◆ **What to work on**
In the listing below, locate the lines that hold "Rose" and copy them.

◆ **Material to process**
//! Static seed catalog.
//!
//! The offline variant of the catalog page: eight pieces materialized once
//! at first access. The API-backed variant replaces this with
//! [`super::fetch_products`].

use std::sync::LazyLock;

use daisy_core::{Category, Product, ProductId};
use rust_decimal::Decimal;

fn strings(items: &[&str]) -> Vec<String> {
    items.iter().map(|s| (*s).to_owned()).collect()
}

static CATALOG: LazyLock<Vec<Product>> = LazyLock::new(|| {
    vec![
        Product {
            id: ProductId::new(1),
            name: "Petal Drop Earrings".to_owned(),
            price: Decimal::from(189),
            original_price: None,
            images: strings(&[
                "products/petal-drop-earrings.jpg",
                "products/petal-drop-earrings-alt.jpg",
            ]),
            category: Category::Earrings,
            collection: "Garden Dreams".to_owned(),
            description: "Delicate petal-shaped earrings that capture the essence of a \
                          daisy in full bloom, with a subtle gold finish that catches \
                          the light."
                .to_owned(),
            details: strings(&[
                "Handcrafted 18k gold-plated sterling silver",
                "Lightweight and comfortable for all-day wear",
                "Dimensions: 2.5cm drop length",
                "Push-back closure for secure fit",
            ]),
            materials: strings(&["18k Gold-Plated Sterling Silver", "Hypoallergenic"]),
            care_instructions: strings(&[
                "Store in the provided jewelry box",
                "Avoid contact with perfumes and lotions",
                "Clean gently with a soft cloth",
            ]),
            is_new: true,
            is_bestseller: false,
            rating: 4.9,
            reviews: 124,
            in_stock: true,
            colors: Some(strings(&["Gold", "Rose Gold", "Silver"])),
            sizes: None,
        },
        Product {
            id: ProductId::new(2),
            name: "Daisy Chain Bracelet".to_owned(),
            price: Decimal::from(245),
            original_price: Some(Decimal::from(295)),
            images: strings(&["products/daisy-chain-bracelet.jpg"]),
            category: Category::Bracelets,
            collection: "Timeless Elegance".to_owned(),
            description: "Interconnected daisy motifs symbolizing unity and natural \
                          beauty, blending classic elegance with contemporary design."
                .to_owned(),
            details: strings(&[
                "Solid 14k gold construction",
                "Adjustable chain length: 16-19cm",
                "Lobster clasp closure",
            ]),
            materials: strings(&["14k Solid Gold"]),
            care_instructions: strings(&[
                "Store separately to prevent scratching",
                "Polish regularly with jewelry cloth",
            ]),
            is_new: false,
            is_bestseller: true,
            rating: 4.8,
            reviews: 256,
            in_stock: true,
            colors: None,
            sizes: Some(strings(&["Small (16cm)", "Medium (17.5cm)", "Large (19cm)"])),
        },
        Product {
            id: ProductId::new(3),
            name: "Sunrise Pendant Necklace".to_owned(),
            price: Decimal::from(320),
            original_price: None,
            images: strings(&["products/sunrise-pendant.jpg"]),
            category: Category::Necklaces,
            collection: "Garden Dreams".to_owned(),
            description: "Inspired by the first light of dawn, with delicate rays \
                          emanating from a natural citrine center stone."
                .to_owned(),
            details: strings(&[
                "18k gold vermeil chain",
                "Natural citrine center stone",
                "Chain length: 45cm with 5cm extender",
            ]),
            materials: strings(&["18k Gold Vermeil", "Natural Citrine"]),
            care_instructions: strings(&[
                "Store flat to prevent tangling",
                "Clean with lukewarm water",
            ]),
            is_new: true,
            is_bestseller: true,
            rating: 5.0,
            reviews: 89,
            in_stock: true,
            colors: Some(strings(&[
                "Gold/Citrine",
                "Rose Gold/Rose Quartz",
                "Silver/Moonstone",
            ])),
            sizes: None,
        },
        Product {
            id: ProductId::new(4),
            name: "Eternal Bloom Ring".to_owned(),
            price: Decimal::from(275),
            original_price: None,
            images: strings(&["products/eternal-bloom-ring.jpg"]),
            category: Category::Rings,
            collection: "Bridal Blossoms".to_owned(),
            description: "A romantic ring featuring an eternally blooming daisy with \
                          pavé-set diamonds, made for celebrating love."
                .to_owned(),
            details: strings(&[
                "Solid 18k white gold",
                "Pavé-set diamonds (0.15ct total)",
                "Band width: 2mm",
            ]),
            materials: strings(&["18k White Gold", "Natural Diamonds"]),
            care_instructions: strings(&[
                "Remove during physical activities",
                "Clean with mild soap solution",
            ]),
            is_new: false,
            is_bestseller: false,
            rating: 4.7,
            reviews: 178,
            in_stock: true,
            colors: None,
            sizes: Some(strings(&["5", "6", "7", "8", "9"])),
        },
        Product {
            id: ProductId::new(5),
            name: "Whisper Hoops".to_owned(),
            price: Decimal::from(165),
            original_price: None,
            images: strings(&["products/whisper-hoops.jpg"]),
            category: Category::Earrings,
            collection: "Everyday Luxe".to_owned(),
            description: "Minimalist hoops with a delicate twisted texture, \
                          transitioning seamlessly from day to night."
                .to_owned(),
            details: strings(&[
                "14k gold-filled construction",
                "Hoop diameter: 2cm",
                "Hinged closure",
            ]),
            materials: strings(&["14k Gold-Filled", "Nickel-Free"]),
            care_instructions: strings(&[
                "Wipe clean after each wear",
                "Store in anti-tarnish pouch",
            ]),
            is_new: false,
            is_bestseller: true,
            rating: 4.9,
            reviews: 342,
            in_stock: true,
            colors: Some(strings(&["Gold", "Silver"])),
            sizes: None,
        },
        Product {
            id: ProductId::new(6),
            name: "Garden Gate Cuff".to_owned(),
            price: Decimal::from(385),
            original_price: None,
            images: strings(&["products/garden-gate-cuff.jpg"]),
            category: Category::Bracelets,
            collection: "Garden Dreams".to_owned(),
            description: "An architectural cuff inspired by ornate garden gates, \
                          featuring intricate floral scrollwork."
                .to_owned(),
            details: strings(&[
                "Solid brass with gold plating",
                "Width: 3cm at widest point",
                "Signed and numbered limited edition",
            ]),
            materials: strings(&["Gold-Plated Brass", "Lead-Free"]),
            care_instructions: strings(&[
                "Avoid bending repeatedly",
                "Polish with brass cloth",
            ]),
            is_new: true,
            is_bestseller: false,
            rating: 4.6,
            reviews: 67,
            in_stock: true,
            colors: None,
            sizes: None,
        },
        Product {
            id: ProductId::new(7),
            name: "Moonlit Pearl Strand".to_owned(),
            price: Decimal::from(520),
            original_price: Some(Decimal::from(650)),
            images: strings(&["products/moonlit-pearl-strand.jpg"]),
            category: Category::Necklaces,
            collection: "Timeless Elegance".to_owned(),
            description: "A classic strand of lustrous freshwater pearls with a \
                          modern clasp carrying the signature daisy motif."
                .to_owned(),
            details: strings(&[
                "AAA grade freshwater pearls",
                "Pearl size: 7-8mm",
                "18k gold signature clasp",
            ]),
            materials: strings(&["Freshwater Pearls", "18k Gold Clasp", "Silk Thread"]),
            care_instructions: strings(&[
                "Last on, first off rule",
                "Store flat, away from other jewelry",
                "Restring every 2-3 years",
            ]),
            is_new: false,
            is_bestseller: false,
            rating: 4.8,
            reviews: 156,
            in_stock: true,
            colors: None,
            sizes: None,
        },
        Product {
            id: ProductId::new(8),
            name: "Infinity Vine Ring".to_owned(),
            price: Decimal::from(195),
            original_price: None,
            images: strings(&["products/infinity-vine-ring.jpg"]),
            category: Category::Rings,
            collection: "Everyday Luxe".to_owned(),
            description: "Intertwining vines symbolizing endless growth, perfect for \
                          stacking or wearing alone."
                .to_owned(),
            details: strings(&[
                "Sterling silver with rhodium plating",
                "Band width: 1.5mm",
                "Stackable design",
            ]),
            materials: strings(&["Rhodium-Plated Sterling Silver", "Tarnish-Resistant"]),
            care_instructions: strings(&[
                "Ideal for everyday wear",
                "Store in soft pouch",
            ]),
            is_new: false,
            is_bestseller: false,
            rating: 4.7,
            reviews: 289,
            in_stock: true,
            colors: None,
            sizes: Some(strings(&["4", "5", "6", "7", "8", "9", "10"])),
        },
    ]
});

/// The static seed catalog, materialized once.
#[must_use]
pub fn catalog() -> &'static [Product] {
    &CATALOG
}

#[cfg(test)]
#[allow(clippy::unwrap_used)]
mod tests {
    use super::*;
    use std::collections::HashSet;

    #[test]
    fn test_ids_unique() {
        let ids: HashSet<_> = catalog().iter().map(|p| p.id).collect();
        assert_eq!(ids.len(), catalog().len());
    }

    #[test]
    fn test_ratings_in_bounds() {
        for p in catalog() {
            assert!((0.0..=5.0).contains(&p.rating), "{} rating out of bounds", p.name);
        }
    }

    #[test]
    fn test_discounted_pieces_have_higher_original_price() {
        for p in catalog() {
            if let Some(original) = p.original_price {
                assert!(original > p.price, "{} discount inverted", p.name);
            }
        }
    }

    #[test]
    fn test_every_piece_has_an_image() {
        for p in catalog() {
            assert!(!p.images.is_empty(), "{} has no image", p.name);
        }
    }
}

◆ **Response to this task**
            colors: Some(strings(&["Gold", "Rose Gold", "Silver"])),
                "Rose Gold/Rose Quartz",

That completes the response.